The acetyl peroxyl radical (CH₃C(O)O₂) is a key intermediate in the atmospheric oxidation of volatile organic compounds (VOCs). In clean regions (low NO_x), reactions with the hydroperoxyl radical (HO₂) dominate the fate of the CH₃C(O)O₂ radical. However, the detailed atmospheric reaction mechanisms and kinetics of the CH₃C(O)O₂ and HO₂ radicals are still not fully understood. Therefore, in this study, the reaction mechanism and kinetics were investigated using quantum chemical calculations and chemical kinetics methods, and the ecotoxicity of the reaction precursors and products was evaluated using structure–activity relationships.
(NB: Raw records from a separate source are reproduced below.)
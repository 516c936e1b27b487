//! Response envelopes returned to the caller.

use serde_json::{json, Value};

use crate::executor::ExecutionResult;
use crate::output_parser::find_json_array;

/// Turn the final execution result into the response value.
///
/// A successful run's output is searched for a JSON array (`results`),
/// else the whole output becomes the single result. When the question asks
/// for a "json array" the bare array is returned instead of an object.
///
/// # Example
///
/// ```
/// use llm_agent::envelope::format;
/// use llm_agent::executor::ExecutionResult;
/// use serde_json::json;
///
/// let run = ExecutionResult::succeeded("Answer: [4]");
/// assert_eq!(format(&run, "What is 2+2? Respond as a JSON array."), json!([4]));
///
/// let wrapped = format(&run, "What is 2+2?");
/// assert_eq!(wrapped["status"], "success");
/// assert_eq!(wrapped["results"], json!([4]));
/// ```
pub fn format(result: &ExecutionResult, questions: &str) -> Value {
    if !result.success {
        return json!({
            "status": "error",
            "questions": questions,
            "error": result.error_message(),
            "metadata": {
                "execution_success": false,
                "processing_pipeline": "failed_at_execution",
            },
        });
    }

    let results = find_json_array(&result.output)
        .unwrap_or_else(|| vec![Value::String(result.output.clone())]);

    if questions.to_lowercase().contains("json array") {
        return Value::Array(results);
    }

    json!({
        "status": "success",
        "questions": questions,
        "results": results,
        "metadata": {
            "execution_success": true,
            "processing_pipeline": "completed",
        },
    })
}

/// The envelope for a request that failed before or outside execution.
pub fn processing_failed(message: impl std::fmt::Display) -> Value {
    json!({
        "status": "error",
        "message": format!("Processing failed: {message}"),
        "results": [],
    })
}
In the atmosphere, the CH₃C(O)O₂ radical primarily exists as cis-CH₃C(O)O₂ and trans-CH₃C(O)O₂ isomers, both of which contribute to reactions with the HO₂ radical. The reaction of the CH₃C(O)O₂ radical with the HO₂ radical follows two distinct mechanisms: (i) a hydrogen-transfer mechanism on the triplet state potential energy surface (PES) and (ii) an addition–decomposition mechanism on the singlet state PES. The predicted apparent rate constant is 9.44 × 10⁻¹² cm³ molecule⁻¹ s⁻¹ at 290 K and 1 atm, which is in good agreement with the experimental data. Kinetic analyses indicate that the dominant reaction pathways and product distributions vary significantly with temperature. In forested regions, where the HO₂ radical concentrations are typically high, the combination of elevated HO₂ radical and lower winter temperatures promotes the conversion of the CH₃C(O)O₂ radical into CH₃COOH and O₃. This process impacts both the acidity and the oxidative capacity of the atmosphere. However, during summer, higher temperatures extend the atmospheric lifetime of the CH₃C(O)O₂ radical, favoring the reaction with the HO₂ radical to form the OH radical. This may help explain the observed higher concentrations of the CH₃C(O)O₂ radical and the OH radical in tropical rainforests. Ecotoxicity results indicate that some of the precursors of the acetyl peroxyl radical are potentially ecotoxic. However, after conversion to the CH₃C(O)O₂ radical and subsequent reaction with the HO₂ radical, they degrade into environmentally friendly compounds. Overall, this study provides a comprehensive theoretical understanding of the atmospheric behavior and ecological impact of the CH₃C(O)O₂ radical, offering a basis for predicting its reactions under diverse atmospheric conditions and supporting atmospheric modeling and environmental management.